The antagonistic activity of some strains of endophytic fungi and bacteria, such as T. harzianum, Bacillus amyloliquefaciens, and B. cereus, against P. grisea that causes gray spot disease in Lollium plants was proven in laboratory and greenhouse trials (Dammie, 2017). Evaluation of metabolites obtained from Trichoderma isolates revealed that these compounds increased rice yield and reduced the severity of rice blast disease in the field (Khosravi et al., 2011). The biological control of this disease was studied using local isolates of Trichoderma in Mazandaran province, Iran, and it was found that, in the dual culture method, over 90% of Trichoderma isolates suppressed the growth of pathogenic fungi.

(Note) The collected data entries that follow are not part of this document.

//! Enumerations and constants shared across the engine.

use serde::{Deserialize, Serialize};

/// Trading-day arithmetic used throughout the statistics kernel.
pub mod trading {
    /// Trading days in a calendar year; drives annualisation and bootstrap length
    pub const DAYS_PER_YEAR: usize = 252;

    /// Observations back for the 1-year window (252 returns need 253 prices)
    pub const ONE_YEAR_OBSERVATIONS: usize = 253;

    /// Observations back for the 30-day window
    pub const THIRTY_DAY_OBSERVATIONS: usize = 22;

    /// Minimum observations for volatility and correlation estimates
    pub const MIN_OBSERVATIONS: usize = 30;

    /// Minimum observations for the 1-year return window
    pub const MIN_ONE_YEAR_OBSERVATIONS: usize = 200;

    /// Minimum log-return pool size for the bootstrap distribution
    pub const MIN_BOOTSTRAP_POOL: usize = 50;
}

/// Upstream data source base URLs
pub mod urls {
    /// Base URL for the upstream chart/quote API
    pub const UPSTREAM_QUERY: &str = "https://query1.finance.yahoo.com";
}

/// Upstream endpoint builders
pub mod endpoints {
    use super::urls::*;

    /// Historical chart data endpoint
    pub fn chart(symbol: &str) -> String {
        format!("{}/v8/finance/chart/{}", UPSTREAM_QUERY, symbol)
    }

    /// Quote summary endpoint (profile modules)
    pub fn quote_summary(symbol: &str) -> String {
        format!("{}/v10/finance/quoteSummary/{}", UPSTREAM_QUERY, symbol)
    }

    /// Batch quotes endpoint
    pub const QUOTES: &str = const_format::concatcp!(UPSTREAM_QUERY, "/v7/finance/quote");
}

/// Historical range accepted by the provider and every compute endpoint.
#[derive(Debug, Clone, Copy, PartialEq, Eq, Hash, Serialize, Deserialize)]
pub enum TimeRange {
    /// Six months
    SixMonths,
    /// One year
    OneYear,
    /// Two years
    TwoYears,
    /// Three years
    ThreeYears,
    /// Five years
    FiveYears,
    /// Ten years
    TenYears,
}

impl TimeRange {
    /// Wire representation (`6mo`, `1y`, ...)
    pub fn as_str(&self) -> &'static str {
        match self {
            TimeRange::SixMonths => "6mo",
            TimeRange::OneYear => "1y",
            TimeRange::TwoYears => "2y",
            TimeRange::ThreeYears => "3y",
            TimeRange::FiveYears => "5y",
            TimeRange::TenYears => "10y",
        }
    }

    /// Parse the wire representation. Returns `None` outside the enumeration.
    pub fn parse(s: &str) -> Option<Self> {
        match s {
            "6mo" => Some(TimeRange::SixMonths),
            "1y" => Some(TimeRange::OneYear),
            "2y" => Some(TimeRange::TwoYears),
            "3y" => Some(TimeRange::ThreeYears),
            "5y" => Some(TimeRange::FiveYears),
            "10y" => Some(TimeRange::TenYears),
            _ => None,
        }
    }

    /// Target overlap in trading days for a pairwise correlation at this range
    pub fn target_overlap(&self) -> usize {
        match self {
            TimeRange::SixMonths => 126,
            TimeRange::OneYear => trading::DAYS_PER_YEAR,
            TimeRange::TwoYears => 2 * trading::DAYS_PER_YEAR,
            TimeRange::ThreeYears => 3 * trading::DAYS_PER_YEAR,
            TimeRange::FiveYears => 5 * trading::DAYS_PER_YEAR,
            TimeRange::TenYears => 10 * trading::DAYS_PER_YEAR,
        }
    }
}

impl std::fmt::Display for TimeRange {
    fn fmt(&self, f: &mut std::fmt::Formatter<'_>) -> std::fmt::Result {
        f.write_str(self.as_str())
    }
}

/// Sampling interval. Only daily bars are supported by the engine.
#[derive(Debug, Clone, Copy, PartialEq, Eq, Hash, Default, Serialize, Deserialize)]
pub enum Interval {
    /// One trading day per observation
    #[default]
    OneDay,
}

impl Interval {
    /// Wire representation
    pub fn as_str(&self) -> &'static str {
        match self {
            Interval::OneDay => "1d",
        }
    }

    /// Parse the wire representation
    pub fn parse(s: &str) -> Option<Self> {
        match s {
            "1d" => Some(Interval::OneDay),
            _ => None,
        }
    }
}

impl std::fmt::Display for Interval {
    fn fmt(&self, f: &mut std::fmt::Formatter<'_>) -> std::fmt::Result {
        f.write_str(self.as_str())
    }
}

/// Default benchmark for beta and lag alignment
pub const DEFAULT_BENCHMARK: &str = "SPY";

#[cfg(test)]
mod tests {
    use super::*;

    #[test]
    fn test_range_round_trip() {
        for s in ["6mo", "1y", "2y", "3y", "5y", "10y"] {
            let range = TimeRange::parse(s).unwrap();
            assert_eq!(range.as_str(), s);
        }
        assert!(TimeRange::parse("1mo").is_none());
        assert!(TimeRange::parse("max").is_none());
    }

    #[test]
    fn test_interval_round_trip() {
        assert_eq!(Interval::parse("1d"), Some(Interval::OneDay));
        assert!(Interval::parse("1h").is_none());
    }

    #[test]
    fn test_target_overlap() {
        assert_eq!(TimeRange::OneYear.target_overlap(), 252);
        assert_eq!(TimeRange::FiveYears.target_overlap(), 1260);
    }
}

In greenhouse experiments, RP1-6 and RP4-2 Trichoderma isolates were the most efficient in reducing the disease severity with 100% and 99% efficiency, respectively (Javadi et al., 2014). It is worth expanding the range of species studied beyond those characterized so far as biocontrol agents. This research aimed to identify and evaluate the fungal isolates obtained from the natural flora of rice plants grown in Guilan province fields, Iran, in the suppression of P. oryzae in vitro and in greenhouse conditions.

. Materials and methods

Sample collection, separation, and identification of fungal isolates

Samples were obtained from infected and uninfected plants of O. sativa cv. Hashemi in the fields and nursery of Guilan province, Iran. Samples collected from the infected parts of the plants (seedlings, leaves, and panicles) were separately packed in plastic packages and sent to the laboratory to be stored at 4–5 °C.

To isolate P. oryzae, 2–5 mm fragments were cut from the space between the infected and uninfected tissues of the leaves and panicles of rice. Surface disinfection was performed with 5% (v/v) sodium hypochlorite (NaOCl) for 1 min, followed by three times of surface rinsing with sterile distilled water for 30 seconds. After draining, the fragments were placed in potato dextrose agar medium (PDA) (Merck Millipore, Burlington, MA, USA) in Petri dishes and incubated at 28 °C for seven days (Javan Nikkhah, 2001). The isolates were purified with the single sporulation method. Then, the Petri dishes were kept at 27 °C. The isolates were kept in test tubes containing a PDA culture medium.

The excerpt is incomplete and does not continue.